Chapter V: A Choice of Communion — Blessed Peter or Alexandrian Peter
Therefore, since you have judged My exhortation burdensome, I leave to the judgment of your deliberation which communion is to be chosen — whether that of the blessed apostle Peter, or that of Peter the Alexandrian. Of what sort the Alexandrian has been, or how the rash man has usurped a priesthood of a false name through barely one accomplice of his own depravity, and has long been counted even among you in the lot of the condemned — verify these things from the letters of his supporter Acacius, given to My predecessor of holy memory, copies of which you see attached. Weigh with ready piety toward God whether he can even be called a bishop — a name he could not hold even had he received it from many bishops — or whether he deserves to be imposed upon orthodox congregations against the Nicene Synod and against the individual canonical observance.
Here also it appears evidently that Acacius — who wished rather to conceal his own excesses under your name than to suggest what would profit you — brings as much sincere devotion to your salvation as he bears a faithful conscience regarding the rules of the Fathers and the Catholic dogma itself.

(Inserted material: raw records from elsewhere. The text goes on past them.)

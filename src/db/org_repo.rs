// src/db/org_repo.rs

use sqlx::{Executor, PgPool, Postgres};
use uuid::Uuid;

use crate::{
    common::error::AppError,
    models::org::{OrgMember, Organization},
};

#[derive(Clone)]
pub struct OrgRepository {
    pool: PgPool,
}

impl OrgRepository {
    pub fn new(pool: PgPool) -> Self {
        Self { pool }
    }

    /// Papel do usuário na organização do token. `None` = não é membro.
    /// Roda direto na pool: é chamado pelo middleware, antes da transação da requisição.
    pub async fn find_membership_role(
        &self,
        user_id: Uuid,
        org_id: Uuid,
    ) -> Result<Option<String>, AppError> {
        let role = sqlx::query_scalar::<_, String>(
            "SELECT role FROM membership WHERE user_id = $1 AND org_id = $2",
        )
            .bind(user_id)
            .bind(org_id)
            .fetch_optional(&self.pool)
            .await?;
        Ok(role)
    }

    pub async fn find_org<'e, E>(
        &self,
        executor: E,
        org_id: Uuid,
    ) -> Result<Option<Organization>, AppError>
    where
        E: Executor<'e, Database = Postgres>,
    {
        let org = sqlx::query_as::<_, Organization>("SELECT * FROM org WHERE id = $1")
            .bind(org_id)
            .fetch_optional(executor)
            .await?;
        Ok(org)
    }

    /// Só devolve a organização se ela for um Estado (is_state = true).
    pub async fn find_state<'e, E>(
        &self,
        executor: E,
        state_id: Uuid,
    ) -> Result<Option<Organization>, AppError>
    where
        E: Executor<'e, Database = Postgres>,
    {
        let state = sqlx::query_as::<_, Organization>(
            "SELECT * FROM org WHERE id = $1 AND is_state = true",
        )
            .bind(state_id)
            .fetch_optional(executor)
            .await?;
        Ok(state)
    }

    pub async fn list_members<'e, E>(
        &self,
        executor: E,
        org_id: Uuid,
    ) -> Result<Vec<OrgMember>, AppError>
    where
        E: Executor<'e, Database = Postgres>,
    {
        let members = sqlx::query_as::<_, OrgMember>(
            r#"
            SELECT m.user_id, u.email, u.full_name, m.role, m.created_at
            FROM membership m
            JOIN users u ON u.id = m.user_id
            WHERE m.org_id = $1
            ORDER BY u.email ASC
            "#,
        )
            .bind(org_id)
            .fetch_all(executor)
            .await?;
        Ok(members)
    }

    pub async fn user_exists<'e, E>(&self, executor: E, user_id: Uuid) -> Result<bool, AppError>
    where
        E: Executor<'e, Database = Postgres>,
    {
        let exists = sqlx::query_scalar::<_, bool>(
            "SELECT EXISTS (SELECT 1 FROM users WHERE id = $1)",
        )
            .bind(user_id)
            .fetch_one(executor)
            .await?;
        Ok(exists)
    }
}
// src/services/org_service.rs

use sqlx::PgConnection;
use uuid::Uuid;

use crate::{
    common::error::AppError,
    db::OrgRepository,
    models::org::{OrgMember, Organization},
};

#[derive(Clone)]
pub struct OrgService {
    repo: OrgRepository,
}

impl OrgService {
    pub fn new(repo: OrgRepository) -> Self {
        Self { repo }
    }

    pub async fn get_org(&self, conn: &mut PgConnection, org_id: Uuid) -> Result<Organization, AppError> {
        self.repo
            .find_org(&mut *conn, org_id)
            .await?
            .ok_or(AppError::OrgNotFound)
    }

    pub async fn list_members(&self, conn: &mut PgConnection, org_id: Uuid) -> Result<Vec<OrgMember>, AppError> {
        self.repo.list_members(&mut *conn, org_id).await
    }
}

Chapter VI: The Condemnation of Acacius Delivered Through Tutus
Therefore this same man — inasmuch as he has perpetrated many impious deeds against the decrees of the ancients, and has emerged as the praiser of him whom he himself asserted to be condemned and had condemned by the Apostolic See, and, building again what he had before destroyed, has made himself a prevaricator — just authority, through Tutus, defensor of the Roman Church,4 has assigned him to the portion of apostolic strictness belonging to those he preferred to follow, and with legitimate severity has separated him from apostolic communion and dignity — of which he showed himself unworthy by associating with those outside it.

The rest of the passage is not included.